Resolution of the A.beta. isolated from rat cerebral cortex by 
electrophoretic separation on gels showed that A.beta. levels were 
significantly increased by about 50% in the group of rats fed the high 
cholesterol diet relative to the group of rats fed the low cholesterol 
diet. These findings indicate that dietary cholesterol increases the 
amount of A.beta. in the brain. It is noteworthy that the approximately 
50% increase in A.beta. in the brain induced by a high cholesterol diet is 
similar to the increase in A.beta. which occurs in Down's syndrome, which 
is known to predispose to the development of Alzheimer's disease. 
Example 3 
HMG CoA Reductase Inhibitors Inhibit the Production of A.beta. by Human 
Neurons. 
The HMG CoA reductase inhibitors have been used in humans to decrease 
plasma levels of cholesterol in patients at risk for heart disease. The 
discovery that cholesterol increases the amount of A.beta. in the brain 
led to this investigation to determine whether the HMG CoA reductase 
inhibitors may be therapeutically efficacious for Alzheimer's disease by 
inhibiting the production of A.beta.. Human cortical neuronal cultures 
were established from 18 weeks gestation normal fetal cortical tissue as 
described above and maintained in a culture medium comprised of DMEM 
containing N2 supplements. After one week, the culture medium was changed 
to DMEM+N2 supplements (control), or DMEM+N2 supplements+either 100 .mu.M 
lovastatin, 100 .mu.M simvastatin, 100 .mu.M compactin, 100 .mu.M 
fluvastatin, or 1 mM pravastatin, after incubation for 48 hours, the 
cultured cells were harvested and the levels of A.beta. were assayed, as 
described above. 
A.beta. was isolated from the culture medium from human cortical neuronal 
cultures and resolved by electrophoresis in gels. These results 
demonstrate that human neurons treated with either lovastatin, 
simvastatin, compactin, fluvastatin or pravastatin have significantly 
decreased levels of A.beta. relative to controls.

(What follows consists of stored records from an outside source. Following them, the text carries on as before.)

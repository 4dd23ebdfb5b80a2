use serde::{Deserialize, Serialize};
use std::fmt;

use crate::types::{SchemaId, TableId, TableInfo, TableName, Ts};

/// Kind of a schema change.
///
/// Every kind is classified as either global or non-global by [`ActionType::is_global`]. A
/// non-global DDL is known to affect only the table it names, so only that table has to be
/// held back before executing it. A global DDL may affect any table of the changefeed.
#[derive(Debug, Clone, Copy, PartialEq, Eq, Hash, Serialize, Deserialize)]
#[serde(rename_all = "snake_case")]
pub enum ActionType {
    // Schema level.
    CreateSchema,
    DropSchema,
    ModifySchemaCharsetAndCollate,

    // Table lifecycle.
    CreateTable,
    CreateTables,
    DropTable,
    TruncateTable,
    RecoverTable,
    RenameTable,
    RenameTables,
    CreateView,
    DropView,

    // Columns and indexes.
    AddColumn,
    DropColumn,
    ModifyColumn,
    SetDefaultValue,
    AddIndex,
    DropIndex,
    RenameIndex,
    AddPrimaryKey,
    DropPrimaryKey,
    AlterIndexVisibility,
    MultiSchemaChange,

    // Table options.
    ModifyTableComment,
    ModifyTableCharsetAndCollate,
    RebaseAutoId,
    AlterTtlInfo,
    AlterTtlRemove,

    // Partitions.
    AddTablePartition,
    DropTablePartition,
    TruncateTablePartition,
    ReorganizePartition,
    ExchangeTablePartition,
}

impl ActionType {
    /// Returns `true` when the DDL may affect tables other than the one it names.
    pub fn is_global(&self) -> bool {
        match self {
            ActionType::DropTable
            | ActionType::TruncateTable
            | ActionType::RecoverTable
            | ActionType::CreateView
            | ActionType::DropView
            | ActionType::AddColumn
            | ActionType::DropColumn
            | ActionType::ModifyColumn
            | ActionType::SetDefaultValue
            | ActionType::AddIndex
            | ActionType::DropIndex
            | ActionType::RenameIndex
            | ActionType::AddPrimaryKey
            | ActionType::DropPrimaryKey
            | ActionType::AlterIndexVisibility
            | ActionType::MultiSchemaChange
            | ActionType::ModifyTableComment
            | ActionType::ModifyTableCharsetAndCollate
            | ActionType::RebaseAutoId
            | ActionType::AlterTtlInfo
            | ActionType::AlterTtlRemove
            | ActionType::AddTablePartition
            | ActionType::DropTablePartition
            | ActionType::TruncateTablePartition
            | ActionType::ReorganizePartition => false,
            // A created table has no pipeline yet, so nothing could hold it back locally.
            ActionType::CreateSchema
            | ActionType::DropSchema
            | ActionType::ModifySchemaCharsetAndCollate
            | ActionType::CreateTable
            | ActionType::CreateTables
            | ActionType::RenameTable
            | ActionType::RenameTables
            | ActionType::ExchangeTablePartition => true,
        }
    }

    /// Returns `true` for DDL that operate on a whole schema rather than on a table.
    pub fn is_schema_level(&self) -> bool {
        matches!(
            self,
            ActionType::CreateSchema
                | ActionType::DropSchema
                | ActionType::ModifySchemaCharsetAndCollate
        )
    }

    pub fn as_str(&self) -> &'static str {
        match self {
            ActionType::CreateSchema => "create schema",
            ActionType::DropSchema => "drop schema",
            ActionType::ModifySchemaCharsetAndCollate => "modify schema charset and collate",
            ActionType::CreateTable => "create table",
            ActionType::CreateTables => "create tables",
            ActionType::DropTable => "drop table",
            ActionType::TruncateTable => "truncate table",
            ActionType::RecoverTable => "recover table",
            ActionType::RenameTable => "rename table",
            ActionType::RenameTables => "rename tables",
            ActionType::CreateView => "create view",
            ActionType::DropView => "drop view",
            ActionType::AddColumn => "add column",
            ActionType::DropColumn => "drop column",
            ActionType::ModifyColumn => "modify column",
            ActionType::SetDefaultValue => "set default value",
            ActionType::AddIndex => "add index",
            ActionType::DropIndex => "drop index",
            ActionType::RenameIndex => "rename index",
            ActionType::AddPrimaryKey => "add primary key",
            ActionType::DropPrimaryKey => "drop primary key",
            ActionType::AlterIndexVisibility => "alter index visibility",
            ActionType::MultiSchemaChange => "multi-schema change",
            ActionType::ModifyTableComment => "modify table comment",
            ActionType::ModifyTableCharsetAndCollate => "modify table charset and collate",
            ActionType::RebaseAutoId => "rebase auto id",
            ActionType::AlterTtlInfo => "alter ttl info",
            ActionType::AlterTtlRemove => "alter ttl remove",
            ActionType::AddTablePartition => "add table partition",
            ActionType::DropTablePartition => "drop table partition",
            ActionType::TruncateTablePartition => "truncate table partition",
            ActionType::ReorganizePartition => "reorganize partition",
            ActionType::ExchangeTablePartition => "exchange table partition",
        }
    }

    /// All action kinds, in declaration order.
    pub const ALL: [ActionType; 33] = [
        ActionType::CreateSchema,
        ActionType::DropSchema,
        ActionType::ModifySchemaCharsetAndCollate,
        ActionType::CreateTable,
        ActionType::CreateTables,
        ActionType::DropTable,
        ActionType::TruncateTable,
        ActionType::RecoverTable,
        ActionType::RenameTable,
        ActionType::RenameTables,
        ActionType::CreateView,
        ActionType::DropView,
        ActionType::AddColumn,
        ActionType::DropColumn,
        ActionType::ModifyColumn,
        ActionType::SetDefaultValue,
        ActionType::AddIndex,
        ActionType::DropIndex,
        ActionType::RenameIndex,
        ActionType::AddPrimaryKey,
        ActionType::DropPrimaryKey,
        ActionType::AlterIndexVisibility,
        ActionType::MultiSchemaChange,
        ActionType::ModifyTableComment,
        ActionType::ModifyTableCharsetAndCollate,
        ActionType::RebaseAutoId,
        ActionType::AlterTtlInfo,
        ActionType::AlterTtlRemove,
        ActionType::AddTablePartition,
        ActionType::DropTablePartition,
        ActionType::TruncateTablePartition,
        ActionType::ReorganizePartition,
        ActionType::ExchangeTablePartition,
    ];
}

impl fmt::Display for ActionType {
    fn fmt(&self, f: &mut fmt::Formatter<'_>) -> fmt::Result {
        f.write_str(self.as_str())
    }
}

/// A finished schema change job pulled from the upstream DDL stream.
///
/// `table_infos` holds the post-change descriptors of every table the job touches: one for
/// most table DDL, several for [`ActionType::RenameTables`] and [`ActionType::CreateTables`],
/// the partitioned table followed by the exchanged table for
/// [`ActionType::ExchangeTablePartition`], and none for schema level DDL.
#[derive(Debug, Clone, PartialEq, Eq, Serialize, Deserialize)]
pub struct DdlJob {
    pub id: i64,
    pub action: ActionType,
    pub schema_id: SchemaId,
    pub schema_name: String,
    /// Id of the table the job was issued against, before the change.
    pub table_id: TableId,
    pub query: String,
    pub commit_ts: Ts,
    pub table_infos: Vec<TableInfo>,
}

/// A schema change ready to be replicated downstream.
///
/// Events are immutable once built by the schema store.
#[derive(Debug, Clone, PartialEq, Eq, Serialize, Deserialize)]
pub struct DdlEvent {
    pub commit_ts: Ts,
    pub action: ActionType,
    /// Descriptor of the table after the change.
    pub table_info: TableInfo,
    /// Descriptor of the table before the change, set for renames, truncates and partition
    /// exchanges.
    pub pre_table_info: Option<TableInfo>,
    pub query: String,
}

impl DdlEvent {
    pub fn table_name(&self) -> &TableName {
        &self.table_info.name
    }

    pub fn is_global(&self) -> bool {
        self.action.is_global()
    }

    /// Returns the physical tables a non-global DDL blocks.
    ///
    /// The pre-change descriptor wins when present, so the table keeps being blocked under
    /// the identity it had upstream until the DDL lands.
    pub fn blocked_physical_table_ids(&self) -> Vec<TableId> {
        self.pre_table_info
            .as_ref()
            .unwrap_or(&self.table_info)
            .physical_table_ids()
    }
}

#[cfg(test)]
mod tests {
    use super::*;
    use std::collections::HashSet;

    #[test]
    fn every_action_kind_has_exactly_one_class() {
        let all: HashSet<ActionType> = ActionType::ALL.into_iter().collect();
        assert_eq!(all.len(), ActionType::ALL.len());

        let global: Vec<_> = ActionType::ALL
            .into_iter()
            .filter(|action| action.is_global())
            .collect();
        let non_global: Vec<_> = ActionType::ALL
            .into_iter()
            .filter(|action| !action.is_global())
            .collect();

        assert_eq!(global.len() + non_global.len(), ActionType::ALL.len());
        assert_eq!(
            global,
            vec![
                ActionType::CreateSchema,
                ActionType::DropSchema,
                ActionType::ModifySchemaCharsetAndCollate,
                ActionType::CreateTable,
                ActionType::CreateTables,
                ActionType::RenameTable,
                ActionType::RenameTables,
                ActionType::ExchangeTablePartition,
            ]
        );
    }

    #[test]
    fn schema_level_actions_are_global() {
        for action in ActionType::ALL {
            if action.is_schema_level() {
                assert!(action.is_global(), "{action} should be global");
            }
        }
    }

    #[test]
    fn rename_blocks_the_pre_change_identity() {
        let event = DdlEvent {
            commit_ts: 10,
            action: ActionType::TruncateTable,
            table_info: TableInfo::new("test", "t1", 2).with_partitions(vec![3]),
            pre_table_info: Some(TableInfo::new("test", "t1", 1).with_partitions(vec![4, 5])),
            query: "TRUNCATE TABLE t1".to_string(),
        };

        assert_eq!(event.blocked_physical_table_ids(), vec![1, 4, 5]);
    }
}
#![cfg(all(feature = "test-utils", feature = "failpoints"))]

mod coordinator_test;
use std::sync::Arc;
use tokio::sync::{Mutex, watch};
use tracing::info;

use crate::bail;
use crate::error::{CdcResult, ErrorKind};
use crate::sink::{DdlSink, SinkCheckpoint};
use crate::types::{DdlEvent, TableInfo, Ts};

#[derive(Debug, Default)]
struct Inner {
    calls: Vec<DdlEvent>,
    executed: Vec<DdlEvent>,
    not_done_rounds: usize,
    remaining_rounds: Option<usize>,
    fail_emit: bool,
}

/// In-memory DDL sink for testing and development purposes.
///
/// Every DDL reports "not done" for a configurable number of calls before completing, which
/// lets tests observe a DDL sitting in the executing slot across ticks.
#[derive(Debug, Clone)]
pub struct MemoryDdlSink {
    inner: Arc<Mutex<Inner>>,
    checkpoint: Arc<watch::Sender<SinkCheckpoint>>,
}

impl MemoryDdlSink {
    /// Creates a sink that completes every DDL on the first call.
    pub fn new() -> Self {
        let (checkpoint, _) = watch::channel(SinkCheckpoint::default());

        Self {
            inner: Arc::new(Mutex::new(Inner::default())),
            checkpoint: Arc::new(checkpoint),
        }
    }

    /// Makes every DDL report "not done" for `rounds` calls before completing.
    pub async fn set_not_done_rounds(&self, rounds: usize) {
        let mut inner = self.inner.lock().await;
        inner.not_done_rounds = rounds;
    }

    /// Makes every following emit fail until reset.
    pub async fn fail_emit(&self, fail: bool) {
        let mut inner = self.inner.lock().await;
        inner.fail_emit = fail;
    }

    /// Returns every event passed to [`DdlSink::emit_ddl_event`], including repeated calls.
    pub async fn calls(&self) -> Vec<DdlEvent> {
        let inner = self.inner.lock().await;
        inner.calls.clone()
    }

    /// Returns the events that completed, in execution order.
    pub async fn executed(&self) -> Vec<DdlEvent> {
        let inner = self.inner.lock().await;
        inner.executed.clone()
    }

    /// Returns the last checkpoint reported to the sink.
    pub fn checkpoint(&self) -> SinkCheckpoint {
        self.checkpoint.borrow().clone()
    }

    pub fn subscribe_checkpoint(&self) -> watch::Receiver<SinkCheckpoint> {
        self.checkpoint.subscribe()
    }
}

impl Default for MemoryDdlSink {
    fn default() -> Self {
        Self::new()
    }
}

impl DdlSink for MemoryDdlSink {
    fn emit_checkpoint_ts(&self, checkpoint_ts: Ts, tables: &[TableInfo]) {
        self.checkpoint
            .send_replace(SinkCheckpoint::new(checkpoint_ts, tables));
    }

    async fn emit_ddl_event(&self, event: &DdlEvent) -> CdcResult<bool> {
        let mut inner = self.inner.lock().await;
        inner.calls.push(event.clone());

        if inner.fail_emit {
            bail!(
                ErrorKind::DdlSinkError,
                "Failed to execute DDL downstream",
                format!("query `{}` at {}", event.query, event.commit_ts)
            );
        }

        if inner.executed.contains(event) {
            return Ok(true);
        }

        let not_done_rounds = inner.not_done_rounds;
        let remaining = inner.remaining_rounds.get_or_insert(not_done_rounds);
        if *remaining > 0 {
            *remaining -= 1;
            return Ok(false);
        }

        inner.remaining_rounds = None;
        info!(commit_ts = event.commit_ts, query = %event.query, "executed ddl downstream");
        inner.executed.push(event.clone());

        Ok(true)
    }
}

#[cfg(test)]
mod tests {
    use super::*;
    use crate::types::ActionType;

    fn event(commit_ts: Ts) -> DdlEvent {
        DdlEvent {
            commit_ts,
            action: ActionType::AddIndex,
            table_info: TableInfo::new("test", "t1", 1),
            pre_table_info: None,
            query: "CREATE INDEX i ON t1 (c)".to_string(),
        }
    }

    #[tokio::test]
    async fn ddl_completes_after_not_done_rounds() {
        let sink = MemoryDdlSink::new();
        sink.set_not_done_rounds(2).await;

        assert!(!sink.emit_ddl_event(&event(100)).await.unwrap());
        assert!(!sink.emit_ddl_event(&event(100)).await.unwrap());
        assert!(sink.emit_ddl_event(&event(100)).await.unwrap());
        assert!(sink.emit_ddl_event(&event(100)).await.unwrap());

        assert_eq!(sink.calls().await.len(), 4);
        assert_eq!(sink.executed().await, vec![event(100)]);
    }

    #[tokio::test]
    async fn checkpoint_is_published() {
        let sink = MemoryDdlSink::new();
        let mut checkpoint_rx = sink.subscribe_checkpoint();

        sink.emit_checkpoint_ts(90, &[TableInfo::new("test", "t1", 1)]);

        assert!(checkpoint_rx.has_changed().unwrap());
        let checkpoint = checkpoint_rx.borrow_and_update().clone();
        assert_eq!(checkpoint.checkpoint_ts, 90);
        assert_eq!(checkpoint.table_names[0].table, "t1");
    }
}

These results indicate 
that HMG CoA reductase inhibitors decrease the production of A.beta. by 
human neurons. 
The finding that HMG CoA reductase inhibitors inhibit A.beta. production by 
human cortical cells supports the use of this class of drugs for reducing 
the levels of A.beta. in individuals with Alzheimer's disease or at risk 
of developing Alzheimer's disease. 
Modifications and variations of the methods and compositions for prediction 
of the liklihood of developing AD, and for preventing and/or treating AD, 
will be obvious to those skilled in the art. These modifications and 
variations are intended to come within the scope of the appended claims.